Stored data
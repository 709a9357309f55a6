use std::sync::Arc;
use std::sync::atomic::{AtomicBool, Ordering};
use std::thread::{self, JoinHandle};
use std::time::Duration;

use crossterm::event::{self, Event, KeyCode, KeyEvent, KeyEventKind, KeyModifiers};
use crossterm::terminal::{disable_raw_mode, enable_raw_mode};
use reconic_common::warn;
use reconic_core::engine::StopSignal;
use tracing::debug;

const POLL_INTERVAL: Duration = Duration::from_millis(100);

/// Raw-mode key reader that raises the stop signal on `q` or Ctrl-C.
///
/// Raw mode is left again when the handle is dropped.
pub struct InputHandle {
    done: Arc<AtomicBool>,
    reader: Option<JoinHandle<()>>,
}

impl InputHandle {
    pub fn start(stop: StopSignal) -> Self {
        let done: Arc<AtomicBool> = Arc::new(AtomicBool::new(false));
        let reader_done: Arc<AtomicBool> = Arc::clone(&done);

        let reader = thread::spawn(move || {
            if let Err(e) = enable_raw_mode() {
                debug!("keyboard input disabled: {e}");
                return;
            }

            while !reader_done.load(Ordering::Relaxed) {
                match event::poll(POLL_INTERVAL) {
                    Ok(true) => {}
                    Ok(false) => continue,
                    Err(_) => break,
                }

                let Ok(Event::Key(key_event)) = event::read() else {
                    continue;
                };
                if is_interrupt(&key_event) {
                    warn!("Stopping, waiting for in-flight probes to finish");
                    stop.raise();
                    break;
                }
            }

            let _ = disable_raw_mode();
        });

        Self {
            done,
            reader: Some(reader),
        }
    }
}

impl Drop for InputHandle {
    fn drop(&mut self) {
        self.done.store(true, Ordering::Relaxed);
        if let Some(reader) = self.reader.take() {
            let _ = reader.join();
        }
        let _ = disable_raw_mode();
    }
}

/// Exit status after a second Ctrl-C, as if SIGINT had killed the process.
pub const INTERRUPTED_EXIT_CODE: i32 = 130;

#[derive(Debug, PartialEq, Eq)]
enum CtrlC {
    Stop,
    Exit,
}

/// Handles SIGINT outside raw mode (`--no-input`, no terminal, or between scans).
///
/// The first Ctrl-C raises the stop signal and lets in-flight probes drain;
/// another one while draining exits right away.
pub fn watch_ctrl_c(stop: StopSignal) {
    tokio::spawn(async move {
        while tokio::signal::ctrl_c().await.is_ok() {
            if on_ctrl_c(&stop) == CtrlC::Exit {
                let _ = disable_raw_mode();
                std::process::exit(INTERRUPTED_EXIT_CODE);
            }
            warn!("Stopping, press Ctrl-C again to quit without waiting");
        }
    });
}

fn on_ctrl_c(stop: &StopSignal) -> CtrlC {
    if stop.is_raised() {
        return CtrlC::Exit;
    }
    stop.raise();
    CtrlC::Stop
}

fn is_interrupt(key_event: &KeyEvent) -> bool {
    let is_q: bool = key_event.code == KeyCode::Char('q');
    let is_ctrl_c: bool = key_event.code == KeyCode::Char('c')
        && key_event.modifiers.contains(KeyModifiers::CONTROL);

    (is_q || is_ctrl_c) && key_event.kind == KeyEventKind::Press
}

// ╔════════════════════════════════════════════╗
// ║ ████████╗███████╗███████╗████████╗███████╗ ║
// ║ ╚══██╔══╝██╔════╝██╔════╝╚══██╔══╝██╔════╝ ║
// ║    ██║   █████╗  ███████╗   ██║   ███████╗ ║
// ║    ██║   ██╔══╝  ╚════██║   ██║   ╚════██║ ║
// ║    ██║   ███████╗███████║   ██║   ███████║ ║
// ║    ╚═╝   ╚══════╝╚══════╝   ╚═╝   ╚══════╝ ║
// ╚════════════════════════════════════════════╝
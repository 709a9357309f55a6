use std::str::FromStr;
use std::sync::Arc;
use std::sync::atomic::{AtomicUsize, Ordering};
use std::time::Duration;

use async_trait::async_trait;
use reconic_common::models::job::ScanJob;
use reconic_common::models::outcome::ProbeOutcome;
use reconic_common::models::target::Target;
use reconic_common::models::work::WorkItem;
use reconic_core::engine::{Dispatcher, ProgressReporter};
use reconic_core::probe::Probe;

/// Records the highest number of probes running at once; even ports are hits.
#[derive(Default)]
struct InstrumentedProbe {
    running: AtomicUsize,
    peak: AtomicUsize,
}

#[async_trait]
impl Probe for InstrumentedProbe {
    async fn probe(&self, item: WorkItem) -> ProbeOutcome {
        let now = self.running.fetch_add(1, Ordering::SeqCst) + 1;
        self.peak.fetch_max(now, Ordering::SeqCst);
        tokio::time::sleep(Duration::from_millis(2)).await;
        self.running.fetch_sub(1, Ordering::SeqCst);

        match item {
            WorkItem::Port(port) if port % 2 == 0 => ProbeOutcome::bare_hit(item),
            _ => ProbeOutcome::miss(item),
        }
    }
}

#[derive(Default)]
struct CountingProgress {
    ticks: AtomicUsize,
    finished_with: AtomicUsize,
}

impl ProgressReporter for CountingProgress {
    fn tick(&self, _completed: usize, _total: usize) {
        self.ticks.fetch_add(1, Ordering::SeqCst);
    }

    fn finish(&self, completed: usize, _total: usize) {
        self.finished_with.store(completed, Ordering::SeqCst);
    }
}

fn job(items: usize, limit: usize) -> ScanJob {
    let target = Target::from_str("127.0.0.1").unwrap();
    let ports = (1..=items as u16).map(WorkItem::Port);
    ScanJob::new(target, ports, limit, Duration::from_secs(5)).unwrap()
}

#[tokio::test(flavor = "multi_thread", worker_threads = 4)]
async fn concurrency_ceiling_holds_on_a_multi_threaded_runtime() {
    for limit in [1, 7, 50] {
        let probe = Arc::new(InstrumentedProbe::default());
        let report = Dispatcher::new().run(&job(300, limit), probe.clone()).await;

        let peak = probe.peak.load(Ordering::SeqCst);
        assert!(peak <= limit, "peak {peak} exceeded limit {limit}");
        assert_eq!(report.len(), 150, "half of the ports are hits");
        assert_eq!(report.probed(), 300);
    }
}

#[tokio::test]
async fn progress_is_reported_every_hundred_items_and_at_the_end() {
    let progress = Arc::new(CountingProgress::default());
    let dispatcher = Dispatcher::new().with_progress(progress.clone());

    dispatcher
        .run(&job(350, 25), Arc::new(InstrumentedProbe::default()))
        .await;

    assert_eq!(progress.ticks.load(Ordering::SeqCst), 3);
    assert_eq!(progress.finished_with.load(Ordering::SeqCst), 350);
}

**Work to be completed**
Filtering the entries above by the word "const", copy each line that matches.

**Output for this task**
const POLL_INTERVAL: Duration = Duration::from_millis(100);
pub const INTERRUPTED_EXIT_CODE: i32 = 130;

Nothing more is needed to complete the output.